The online retailer has just launched its own Farmers Market, an ambitious, large-scale effort to bring the CSA model to the discount-armchair masses.
CEO Patrick Byrne explains that his original inspiration harkens back to his own childhood, spent on a New England farm: “I was never so happy as the time I spent on a farm in Vermont.”
But nostalgia quickly gives way to sickle-sharp business acumen as he walks through the disintegration of the country’s foodways. “Everything is supply chain theory,” he says. After World War II, “The rise of the corporate agri-business supply chain … made it uneconomical to be an old-fashioned farmer. You had to be a cog in the machine.”
The result, per the CEO: “I think the food Americans eat is disgusting. We’re so unhealthy because we’re eating this industrial food-like substance.” (Byrne is not a “Modern Farmer” reader, but at this point we enthusiastically invite him into our fold.)
A couple of years back, Byrne, himself now a vegan, learned more about the CSA model from the niece of a rancher. After doing his own research, he had the proverbial “wow” moment: why not integrate the CSA model into the Overstock.com platform?
“A lot of the CSAs don’t have good technology,” he explains. “We’ve kind of supercharged [the CSA model] with our technology and our marketing efforts.”
“I think the food Americans eat is disgusting. We’re so unhealthy because we’re eating this industrial food-like substance.”
The company acquired a list of some 1800 CSAs from the Department of Agriculture and began cold-calling, supplementing its outreach with articles and advertisements in industry publications. Ahead of last month’s launch, more than a dozen farms were officially signed up, with about four dozen more shortly on the way. Cities now served include San Francisco, Austin, Richmond, and Atlanta; Byrne’s ambitious timeline has 50 to 70 percent of the country’s zip codes eligible to participate by the end of the year, and “99 percent” by next March.
Is it truly a win-win? Well, farmers pay nothing to participate in the model, though they must have the ability to deliver their produce directly to the buyer; Overstock.com also handles the customer service end of things, which can be a welcome relief to small-staff outfits. Consumers, meantime, get to waive any signup fee, and all O Club members — the frequent-buyer set — also receive a 5 percent cash back reward.
The only drawback thus far seems to be one born of success, with some farmers running out of shares well ahead of weekly signups. Byrne calls this a “high-quality problem. It’ll just take time to scale up to demand.”
Those customers not currently in zip code range can make due with a select number of non-local sustainable farm offerings, including grass-fed and -finished beef, raw honey, and organic fruit conserves. The new site also includes self-written farmer profiles as well as recipes inspired by the seasonal haul. Said recipes skew simple (schnitzel, mac and cheese), but that might be the point.
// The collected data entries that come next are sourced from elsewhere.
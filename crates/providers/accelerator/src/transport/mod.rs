//! Outbound request transports.

mod batch;
pub use batch::BatchingTransport;

mod dispatch;
pub use dispatch::{RequestDispatcher, TransportMode};
//! Contains the bridge-rpc CLI.

use crate::{
    commands::{BlockNumberCommand, CacheCommand, GasPriceCommand, ReceiptCommand},
    flags::GlobalArgs,
};
use anyhow::Result;
use bridge_rpc_accelerator::Metrics;
use bridge_rpc_cli::cli_styles;
use clap::{Parser, Subcommand};

/// Subcommands for the CLI.
#[derive(Debug, Clone, PartialEq, Eq, Subcommand)]
pub enum Commands {
    /// Fetches transaction receipts through the receipt cache.
    Receipt(ReceiptCommand),
    /// Prints the number of the most recent block.
    BlockNumber(BlockNumberCommand),
    /// Prints the current gas price in wei.
    GasPrice(GasPriceCommand),
    /// Inspects or clears the persistent receipt cache.
    #[command(subcommand)]
    Cache(CacheCommand),
}

/// The bridge-rpc CLI.
#[derive(Parser, Clone, Debug)]
#[command(author, version, about, styles = cli_styles(), long_about = None)]
pub struct Cli {
    /// Global arguments for the CLI.
    #[command(flatten)]
    pub global: GlobalArgs,
    /// The subcommand to run.
    #[command(subcommand)]
    pub subcommand: Commands,
}

impl Cli {
    /// Runs the CLI.
    pub fn run(self) -> Result<()> {
        self.init_stack()?;

        match self.subcommand {
            Commands::Cache(cache) => cache.run(&self.global),
            Commands::Receipt(receipt) => Self::block_on(receipt.run(&self.global)),
            Commands::BlockNumber(block_number) => Self::block_on(block_number.run(&self.global)),
            Commands::GasPrice(gas_price) => Self::block_on(gas_price.run(&self.global)),
        }
    }

    /// Initializes the tracing subscriber and, if enabled, the Prometheus exporter.
    fn init_stack(&self) -> Result<()> {
        self.global.log_args.init_tracing_subscriber(None)?;
        if self.global.metrics.init_metrics()?.is_some() {
            Metrics::init();
        }
        Ok(())
    }

    /// Runs the future to completion on a new multi-threaded Tokio runtime.
    fn block_on<F>(fut: F) -> Result<()>
    where
        F: std::future::Future<Output = Result<()>>,
    {
        tokio::runtime::Builder::new_multi_thread().enable_all().build()?.block_on(fut)
    }
}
“What we’re trying to do is introduce our customers to this other style of eating,” Byrne says.
So at this point you’re saying … Overstock.com? But consider that Byrne is a Warren Buffett mentee, a Wall Street vilifier, and an educational and international development philanthropist. In 2001 Overstock.com launched the fair-trade artisan site Worldstock, and earlier this year, the site unveiled a pet adoption section that lets you daydream-adopt by distance, animal type, and breed. (We currently have our eye on a 5-month-old hound mix named Katniss Everdeen located just 3.6 miles away.) And Byrne is hardly one to shy away from large-scale transformation. Just consider his long-term vision for the new venture.
“If this works, we can disrupt that corporate agri-business supply chain.”